DIRECTIONS> Check each line of the material below for the word "Numeric". Say how many lines have it, and nothing else.

────────────────────

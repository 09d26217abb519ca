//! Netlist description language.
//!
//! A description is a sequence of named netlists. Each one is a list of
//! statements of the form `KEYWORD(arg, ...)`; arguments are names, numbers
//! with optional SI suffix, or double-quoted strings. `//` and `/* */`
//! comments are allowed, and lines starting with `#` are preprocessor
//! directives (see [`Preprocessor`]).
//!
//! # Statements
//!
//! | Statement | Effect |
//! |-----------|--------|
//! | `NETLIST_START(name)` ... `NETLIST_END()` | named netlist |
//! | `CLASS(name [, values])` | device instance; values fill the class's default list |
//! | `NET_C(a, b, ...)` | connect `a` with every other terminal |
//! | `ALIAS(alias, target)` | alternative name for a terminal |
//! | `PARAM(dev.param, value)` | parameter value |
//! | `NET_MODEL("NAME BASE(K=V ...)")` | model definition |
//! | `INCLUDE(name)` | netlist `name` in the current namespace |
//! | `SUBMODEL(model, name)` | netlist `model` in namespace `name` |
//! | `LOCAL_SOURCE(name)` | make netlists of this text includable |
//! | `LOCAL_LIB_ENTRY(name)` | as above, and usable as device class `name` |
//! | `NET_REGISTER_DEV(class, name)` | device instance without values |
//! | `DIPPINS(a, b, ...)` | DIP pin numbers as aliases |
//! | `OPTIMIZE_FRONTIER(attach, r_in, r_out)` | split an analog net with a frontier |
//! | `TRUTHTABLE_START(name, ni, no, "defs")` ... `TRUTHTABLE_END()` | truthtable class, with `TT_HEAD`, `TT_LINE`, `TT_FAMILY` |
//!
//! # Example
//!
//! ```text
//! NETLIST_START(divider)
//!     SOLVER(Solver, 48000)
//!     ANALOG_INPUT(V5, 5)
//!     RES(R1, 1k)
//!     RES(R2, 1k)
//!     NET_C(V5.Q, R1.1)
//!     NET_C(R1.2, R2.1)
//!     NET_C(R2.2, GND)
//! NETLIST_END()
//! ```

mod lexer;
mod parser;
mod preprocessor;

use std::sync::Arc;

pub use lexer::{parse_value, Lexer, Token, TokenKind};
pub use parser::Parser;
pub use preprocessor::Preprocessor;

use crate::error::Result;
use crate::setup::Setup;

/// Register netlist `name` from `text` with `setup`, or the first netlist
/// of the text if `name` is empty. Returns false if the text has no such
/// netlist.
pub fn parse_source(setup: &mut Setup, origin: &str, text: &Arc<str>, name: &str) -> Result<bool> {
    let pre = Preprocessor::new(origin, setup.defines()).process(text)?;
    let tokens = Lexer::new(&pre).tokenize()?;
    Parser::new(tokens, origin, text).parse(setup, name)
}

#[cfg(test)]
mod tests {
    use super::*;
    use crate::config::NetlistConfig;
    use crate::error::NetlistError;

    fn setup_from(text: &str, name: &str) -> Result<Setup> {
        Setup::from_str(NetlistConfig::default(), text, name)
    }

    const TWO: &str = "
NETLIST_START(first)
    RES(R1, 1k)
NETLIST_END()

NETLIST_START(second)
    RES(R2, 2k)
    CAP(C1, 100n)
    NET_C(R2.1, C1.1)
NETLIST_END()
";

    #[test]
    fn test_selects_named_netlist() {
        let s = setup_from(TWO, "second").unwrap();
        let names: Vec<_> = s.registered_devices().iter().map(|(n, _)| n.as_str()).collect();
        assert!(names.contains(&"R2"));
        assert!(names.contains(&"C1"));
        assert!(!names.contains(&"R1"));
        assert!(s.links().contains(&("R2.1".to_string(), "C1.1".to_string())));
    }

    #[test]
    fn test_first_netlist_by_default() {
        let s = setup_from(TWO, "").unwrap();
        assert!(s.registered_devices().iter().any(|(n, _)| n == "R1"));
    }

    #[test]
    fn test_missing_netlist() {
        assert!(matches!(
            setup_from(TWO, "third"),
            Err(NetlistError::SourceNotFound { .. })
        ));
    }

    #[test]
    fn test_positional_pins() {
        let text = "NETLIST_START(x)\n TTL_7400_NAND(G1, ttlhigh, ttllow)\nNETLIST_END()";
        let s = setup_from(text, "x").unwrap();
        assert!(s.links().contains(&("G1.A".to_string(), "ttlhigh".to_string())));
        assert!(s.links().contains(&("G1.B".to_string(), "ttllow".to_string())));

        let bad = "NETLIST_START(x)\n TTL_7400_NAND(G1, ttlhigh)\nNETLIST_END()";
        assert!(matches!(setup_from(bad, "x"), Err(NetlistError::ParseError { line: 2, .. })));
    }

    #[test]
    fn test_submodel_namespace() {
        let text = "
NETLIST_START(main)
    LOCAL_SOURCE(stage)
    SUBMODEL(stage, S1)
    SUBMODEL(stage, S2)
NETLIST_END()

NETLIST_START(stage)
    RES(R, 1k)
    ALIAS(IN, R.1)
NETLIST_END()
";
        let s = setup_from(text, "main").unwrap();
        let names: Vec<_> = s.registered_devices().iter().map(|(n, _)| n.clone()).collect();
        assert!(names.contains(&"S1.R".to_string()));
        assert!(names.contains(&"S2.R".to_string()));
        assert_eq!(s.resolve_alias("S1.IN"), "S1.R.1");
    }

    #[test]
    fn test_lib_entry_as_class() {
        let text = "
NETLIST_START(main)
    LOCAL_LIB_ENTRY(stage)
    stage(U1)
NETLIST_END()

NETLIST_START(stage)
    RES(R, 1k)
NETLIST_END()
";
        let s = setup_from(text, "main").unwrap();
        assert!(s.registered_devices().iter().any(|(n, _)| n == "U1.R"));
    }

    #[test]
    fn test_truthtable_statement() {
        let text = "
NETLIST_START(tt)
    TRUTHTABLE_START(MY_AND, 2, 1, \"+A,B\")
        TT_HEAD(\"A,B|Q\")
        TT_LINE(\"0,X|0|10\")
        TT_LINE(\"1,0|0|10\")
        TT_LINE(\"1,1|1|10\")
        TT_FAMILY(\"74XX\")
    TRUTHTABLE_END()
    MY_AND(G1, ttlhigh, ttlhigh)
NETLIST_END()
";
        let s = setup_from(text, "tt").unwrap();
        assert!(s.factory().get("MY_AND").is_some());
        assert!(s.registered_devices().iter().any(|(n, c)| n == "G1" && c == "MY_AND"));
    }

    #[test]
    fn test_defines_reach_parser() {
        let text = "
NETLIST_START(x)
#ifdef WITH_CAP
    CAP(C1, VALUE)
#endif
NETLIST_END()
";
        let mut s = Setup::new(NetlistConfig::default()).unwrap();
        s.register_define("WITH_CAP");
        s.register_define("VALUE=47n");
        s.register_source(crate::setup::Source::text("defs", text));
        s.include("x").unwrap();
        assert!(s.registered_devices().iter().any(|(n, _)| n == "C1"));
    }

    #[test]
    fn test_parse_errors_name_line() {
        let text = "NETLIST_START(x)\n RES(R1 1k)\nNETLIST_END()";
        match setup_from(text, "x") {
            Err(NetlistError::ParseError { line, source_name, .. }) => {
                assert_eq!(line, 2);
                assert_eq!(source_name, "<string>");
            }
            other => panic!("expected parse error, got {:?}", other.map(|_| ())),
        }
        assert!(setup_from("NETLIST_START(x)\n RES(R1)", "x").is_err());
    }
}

────────────────────

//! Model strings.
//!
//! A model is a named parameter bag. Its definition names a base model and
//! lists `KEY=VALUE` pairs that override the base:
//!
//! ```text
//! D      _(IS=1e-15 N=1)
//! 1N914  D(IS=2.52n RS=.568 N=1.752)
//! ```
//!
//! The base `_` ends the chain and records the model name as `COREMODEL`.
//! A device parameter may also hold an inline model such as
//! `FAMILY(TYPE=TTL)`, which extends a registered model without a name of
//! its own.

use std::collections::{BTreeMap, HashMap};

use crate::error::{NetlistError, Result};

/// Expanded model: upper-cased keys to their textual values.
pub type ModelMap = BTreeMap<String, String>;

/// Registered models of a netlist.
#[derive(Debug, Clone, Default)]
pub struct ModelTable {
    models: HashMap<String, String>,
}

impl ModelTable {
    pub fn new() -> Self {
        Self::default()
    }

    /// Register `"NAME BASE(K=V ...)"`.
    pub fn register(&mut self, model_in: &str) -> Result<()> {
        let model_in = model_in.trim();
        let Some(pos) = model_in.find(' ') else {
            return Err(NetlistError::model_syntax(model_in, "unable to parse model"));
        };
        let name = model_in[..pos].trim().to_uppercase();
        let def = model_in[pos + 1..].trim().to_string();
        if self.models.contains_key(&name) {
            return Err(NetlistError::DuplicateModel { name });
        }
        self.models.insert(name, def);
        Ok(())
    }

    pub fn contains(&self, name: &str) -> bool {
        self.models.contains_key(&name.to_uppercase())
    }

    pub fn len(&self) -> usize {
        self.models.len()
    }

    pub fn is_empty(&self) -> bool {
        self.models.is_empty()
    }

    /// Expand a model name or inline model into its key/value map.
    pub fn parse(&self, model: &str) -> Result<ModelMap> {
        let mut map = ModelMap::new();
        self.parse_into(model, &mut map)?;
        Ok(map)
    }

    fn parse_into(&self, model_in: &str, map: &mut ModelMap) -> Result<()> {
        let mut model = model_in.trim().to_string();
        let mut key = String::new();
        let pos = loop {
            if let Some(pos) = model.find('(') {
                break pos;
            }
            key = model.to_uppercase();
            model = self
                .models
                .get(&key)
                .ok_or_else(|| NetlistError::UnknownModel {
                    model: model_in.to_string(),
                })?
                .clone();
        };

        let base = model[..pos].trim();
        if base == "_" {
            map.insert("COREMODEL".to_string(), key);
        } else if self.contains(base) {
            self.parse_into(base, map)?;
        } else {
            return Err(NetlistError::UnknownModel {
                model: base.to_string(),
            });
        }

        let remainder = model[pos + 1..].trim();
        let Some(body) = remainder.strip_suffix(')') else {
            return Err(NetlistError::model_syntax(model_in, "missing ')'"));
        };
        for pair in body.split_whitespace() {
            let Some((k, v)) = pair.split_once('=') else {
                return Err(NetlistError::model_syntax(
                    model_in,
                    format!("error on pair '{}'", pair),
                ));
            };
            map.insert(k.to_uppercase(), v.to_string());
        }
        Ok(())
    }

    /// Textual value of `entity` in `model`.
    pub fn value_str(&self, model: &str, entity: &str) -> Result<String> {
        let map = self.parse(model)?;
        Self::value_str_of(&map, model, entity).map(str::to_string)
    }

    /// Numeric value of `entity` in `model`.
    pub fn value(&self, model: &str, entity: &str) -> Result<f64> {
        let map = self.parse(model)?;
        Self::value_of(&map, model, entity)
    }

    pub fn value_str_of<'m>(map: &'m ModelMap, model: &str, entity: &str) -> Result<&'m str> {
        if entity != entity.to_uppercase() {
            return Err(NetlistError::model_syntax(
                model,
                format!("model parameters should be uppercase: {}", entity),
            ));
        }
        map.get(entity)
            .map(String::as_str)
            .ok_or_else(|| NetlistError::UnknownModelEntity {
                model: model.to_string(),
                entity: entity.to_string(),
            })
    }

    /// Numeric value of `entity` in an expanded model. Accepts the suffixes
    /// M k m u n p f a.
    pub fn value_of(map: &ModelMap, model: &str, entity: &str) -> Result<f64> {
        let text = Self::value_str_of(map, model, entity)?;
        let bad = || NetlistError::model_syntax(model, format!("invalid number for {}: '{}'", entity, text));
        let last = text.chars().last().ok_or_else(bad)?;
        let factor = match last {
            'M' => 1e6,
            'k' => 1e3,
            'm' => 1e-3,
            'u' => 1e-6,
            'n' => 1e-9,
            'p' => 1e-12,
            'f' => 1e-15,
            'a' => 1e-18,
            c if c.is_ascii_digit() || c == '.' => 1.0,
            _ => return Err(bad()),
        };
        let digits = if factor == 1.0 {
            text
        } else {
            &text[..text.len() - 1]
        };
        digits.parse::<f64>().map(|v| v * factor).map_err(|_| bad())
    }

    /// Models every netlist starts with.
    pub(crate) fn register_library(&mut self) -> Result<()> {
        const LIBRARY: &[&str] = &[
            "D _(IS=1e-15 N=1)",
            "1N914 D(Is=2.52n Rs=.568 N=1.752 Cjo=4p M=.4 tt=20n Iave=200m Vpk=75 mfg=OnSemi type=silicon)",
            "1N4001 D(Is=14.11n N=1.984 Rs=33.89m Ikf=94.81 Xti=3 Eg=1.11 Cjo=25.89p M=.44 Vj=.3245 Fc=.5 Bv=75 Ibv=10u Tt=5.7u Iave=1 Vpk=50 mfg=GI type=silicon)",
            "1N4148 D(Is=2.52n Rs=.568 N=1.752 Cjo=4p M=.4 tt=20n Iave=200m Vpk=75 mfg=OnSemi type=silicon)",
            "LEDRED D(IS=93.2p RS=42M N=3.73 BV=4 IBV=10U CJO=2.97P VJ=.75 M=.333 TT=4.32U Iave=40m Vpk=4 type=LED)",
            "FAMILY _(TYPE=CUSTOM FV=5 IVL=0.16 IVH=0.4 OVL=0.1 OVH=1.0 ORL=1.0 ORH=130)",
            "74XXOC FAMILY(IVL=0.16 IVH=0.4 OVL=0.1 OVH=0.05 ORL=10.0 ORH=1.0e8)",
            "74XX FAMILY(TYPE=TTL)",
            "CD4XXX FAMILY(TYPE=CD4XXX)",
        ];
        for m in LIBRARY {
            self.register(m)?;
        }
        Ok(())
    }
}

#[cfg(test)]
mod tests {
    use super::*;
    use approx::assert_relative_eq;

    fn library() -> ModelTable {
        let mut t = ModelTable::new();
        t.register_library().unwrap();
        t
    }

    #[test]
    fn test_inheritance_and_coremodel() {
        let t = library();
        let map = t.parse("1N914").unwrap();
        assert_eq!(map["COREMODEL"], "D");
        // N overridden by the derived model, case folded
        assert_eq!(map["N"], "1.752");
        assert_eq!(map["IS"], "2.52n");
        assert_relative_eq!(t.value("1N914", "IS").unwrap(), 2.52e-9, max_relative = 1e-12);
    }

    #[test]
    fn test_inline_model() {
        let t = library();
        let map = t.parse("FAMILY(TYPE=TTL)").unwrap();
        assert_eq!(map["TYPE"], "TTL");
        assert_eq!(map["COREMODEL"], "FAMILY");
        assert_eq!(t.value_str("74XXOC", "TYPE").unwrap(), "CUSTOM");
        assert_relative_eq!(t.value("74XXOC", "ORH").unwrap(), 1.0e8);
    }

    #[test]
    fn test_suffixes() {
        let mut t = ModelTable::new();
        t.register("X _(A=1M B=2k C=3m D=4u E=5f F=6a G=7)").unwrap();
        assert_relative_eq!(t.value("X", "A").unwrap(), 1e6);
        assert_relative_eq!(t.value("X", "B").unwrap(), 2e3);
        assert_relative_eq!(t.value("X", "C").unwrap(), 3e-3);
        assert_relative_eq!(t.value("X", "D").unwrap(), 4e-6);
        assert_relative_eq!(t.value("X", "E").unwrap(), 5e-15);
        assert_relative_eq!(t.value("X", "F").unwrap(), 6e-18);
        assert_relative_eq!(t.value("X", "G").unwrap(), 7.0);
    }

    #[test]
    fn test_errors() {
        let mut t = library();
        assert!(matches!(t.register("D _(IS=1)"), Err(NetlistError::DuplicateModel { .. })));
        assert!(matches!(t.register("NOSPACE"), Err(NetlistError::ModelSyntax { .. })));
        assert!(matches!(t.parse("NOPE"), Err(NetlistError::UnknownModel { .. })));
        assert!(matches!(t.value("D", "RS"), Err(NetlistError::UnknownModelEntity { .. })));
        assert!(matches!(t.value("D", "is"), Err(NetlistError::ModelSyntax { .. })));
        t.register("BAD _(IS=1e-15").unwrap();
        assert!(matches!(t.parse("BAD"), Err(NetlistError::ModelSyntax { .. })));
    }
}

────────────────────

SOLUTION TO THE PROBLEM> 2